Assigned task:
Every single record needs to be restated word for word.

Saved entries:
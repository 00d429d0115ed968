//! Scene records produced by the satellite catalog client.

use super::models::StacItem;
use crate::geo::BBox;
use chrono::{DateTime, NaiveDate, Utc};
use serde::{Deserialize, Serialize};
use std::collections::BTreeMap;

/// Landsat-derived HLS bands, per the L30 product band table. The
/// panchromatic B08 is not carried into L30.
const HLSL30_BANDS: &[&str] = &[
    "B01", "B02", "B03", "B04", "B05", "B06", "B07", "B09", "B10", "B11",
];

/// Sentinel-2-derived HLS bands.
const HLSS30_BANDS: &[&str] = &[
    "B01", "B02", "B03", "B04", "B05", "B06", "B07", "B08", "B8A", "B09", "B10", "B11", "B12",
];

/// Metadata for one satellite acquisition.
#[derive(Debug, Clone, PartialEq, Serialize, Deserialize)]
pub struct SceneRecord {
    pub scene_id: String,
    #[serde(default)]
    pub collection: Option<String>,
    pub acquisition_date: DateTime<Utc>,
    /// `None` when the catalog does not report cloud cover
    pub cloud_cover_pct: Option<f64>,
    #[serde(default)]
    pub bbox: Option<BBox>,
    /// Asset (band) name to download URL
    pub asset_urls: BTreeMap<String, String>,
}

impl SceneRecord {
    /// Converts a STAC item, returning `None` when it has no usable datetime.
    pub fn from_item(item: StacItem) -> Option<Self> {
        let raw = item
            .properties
            .datetime
            .as_deref()
            .or(item.properties.start_datetime.as_deref())?;
        let acquisition_date = DateTime::parse_from_rfc3339(raw)
            .ok()?
            .with_timezone(&Utc);

        let bbox = item.bbox.as_deref().and_then(item_bbox);
        let asset_urls = item
            .assets
            .iter()
            .map(|(name, asset)| (name.clone(), asset.preferred_href().to_string()))
            .collect();

        Some(Self {
            scene_id: item.id,
            collection: item.collection,
            acquisition_date,
            cloud_cover_pct: item.properties.cloud_cover,
            bbox,
            asset_urls,
        })
    }

    /// True unless the scene reports more cloud than `max_pct`.
    pub fn within_cloud_limit(&self, max_pct: f64) -> bool {
        self.cloud_cover_pct.map_or(true, |c| c <= max_pct)
    }

    pub fn acquisition_day(&self) -> NaiveDate {
        self.acquisition_date.date_naive()
    }

    /// Spectral bands offered by the scene's collection.
    pub fn bands(&self) -> &'static [&'static str] {
        match self.collection.as_deref() {
            Some(c) if c.starts_with("HLSL30") => HLSL30_BANDS,
            Some(c) if c.starts_with("HLSS30") => HLSS30_BANDS,
            _ => &[],
        }
    }

    /// The `n` scenes acquired closest to `day`, nearer first and newer first on ties.
    pub fn closest_to(scenes: &[SceneRecord], day: NaiveDate, n: usize) -> Vec<&SceneRecord> {
        let mut ranked: Vec<&SceneRecord> = scenes.iter().collect();
        ranked.sort_by(|a, b| {
            let da = (a.acquisition_day() - day).num_days().abs();
            let db = (b.acquisition_day() - day).num_days().abs();
            da.cmp(&db)
                .then_with(|| b.acquisition_date.cmp(&a.acquisition_date))
        });
        ranked.truncate(n);
        ranked
    }
}

/// Most recent acquisitions first.
pub fn sort_newest_first(scenes: &mut [SceneRecord]) {
    scenes.sort_by(|a, b| b.acquisition_date.cmp(&a.acquisition_date));
}

/// Reads a 2D or 3D STAC bbox.
fn item_bbox(values: &[f64]) -> Option<BBox> {
    let (min_lon, min_lat, max_lon, max_lat) = match values {
        [a, b, c, d] => (*a, *b, *c, *d),
        [a, b, _, d, e, _] => (*a, *b, *d, *e),
        _ => return None,
    };
    BBox::new(min_lon, min_lat, max_lon, max_lat).ok()
}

Response to the exercise:
repository 00d429d0115ed968
//! Scene records produced by the satellite catalog client.

use super::models::StacItem;
use crate::geo::BBox;
use chrono::{DateTime, NaiveDate, Utc};
use serde::{Deserialize, Serialize};
use std::collections::BTreeMap;

/// Landsat-derived HLS bands, per the L30 product band table. The
/// panchromatic B08 is not carried into L30.
const HLSL30_BANDS: &[&str] = &[
    "B01", "B02", "B03", "B04", "B05", "B06", "B07", "B09", "B10", "B11",
];

/// Sentinel-2-derived HLS bands.
const HLSS30_BANDS: &[&str] = &[
    "B01", "B02", "B03", "B04", "B05", "B06", "B07", "B08", "B8A", "B09", "B10", "B11", "B12",
];

/// Metadata for one satellite acquisition.
#[derive(Debug, Clone, PartialEq, Serialize, Deserialize)]
pub struct SceneRecord {
    pub scene_id: String,
    #[serde(default)]
    pub collection: Option<String>,
    pub acquisition_date: DateTime<Utc>,
    /// `None` when the catalog does not report cloud cover
    pub cloud_cover_pct: Option<f64>,
    #[serde(default)]
    pub bbox: Option<BBox>,
    /// Asset (band) name to download URL
    pub asset_urls: BTreeMap<String, String>,
}

impl SceneRecord {
    /// Converts a STAC item, returning `None` when it has no usable datetime.
    pub fn from_item(item: StacItem) -> Option<Self> {
        let raw = item
            .properties
            .datetime
            .as_deref()
            .or(item.properties.start_datetime.as_deref())?;
        let acquisition_date = DateTime::parse_from_rfc3339(raw)
            .ok()?
            .with_timezone(&Utc);

        let bbox = item.bbox.as_deref().and_then(item_bbox);
        let asset_urls = item
            .assets
            .iter()
            .map(|(name, asset)| (name.clone(), asset.preferred_href().to_string()))
            .collect();

        Some(Self {
            scene_id: item.id,
            collection: item.collection,
            acquisition_date,
            cloud_cover_pct: item.properties.cloud_cover,
            bbox,
            asset_urls,
        })
    }

    /// True unless the scene reports more cloud than `max_pct`.
    pub fn within_cloud_limit(&self, max_pct: f64) -> bool {
        self.cloud_cover_pct.map_or(true, |c| c <= max_pct)
    }

    pub fn acquisition_day(&self) -> NaiveDate {
        self.acquisition_date.date_naive()
    }

    /// Spectral bands offered by the scene's collection.
    pub fn bands(&self) -> &'static [&'static str] {
        match self.collection.as_deref() {
            Some(c) if c.starts_with("HLSL30") => HLSL30_BANDS,
            Some(c) if c.starts_with("HLSS30") => HLSS30_BANDS,
            _ => &[],
        }
    }

    /// The `n` scenes acquired closest to `day`, nearer first and newer first on ties.
    pub fn closest_to(scenes: &[SceneRecord], day: NaiveDate, n: usize) -> Vec<&SceneRecord> {
        let mut ranked: Vec<&SceneRecord> = scenes.iter().collect();
        ranked.sort_by(|a, b| {
            let da = (a.acquisition_day() - day).num_days().abs();
            let db = (b.acquisition_day() - day).num_days().abs();
            da.cmp(&db)
                .then_with(|| b.acquisition_date.cmp(&a.acquisition_date))
        });
        ranked.truncate(n);
        ranked
    }
}

/// Most recent acquisitions first.
pub fn sort_newest_first(scenes: &mut [SceneRecord]) {
    scenes.sort_by(|a, b| b.acquisition_date.cmp(&a.acquisition_date));
}

/// Reads a 2D or 3D STAC bbox.
fn item_bbox(values: &[f64]) -> Option<BBox> {
    let (min_lon, min_lat, max_lon, max_lat) = match values {
        [a, b, c, d] => (*a, *b, *c, *d),
        [a, b, _, d, e, _] => (*a, *b, *d, *e),
        _ => return None,
    };
    BBox::new(min_lon, min_lat, max_lon, max_lat).ok()
}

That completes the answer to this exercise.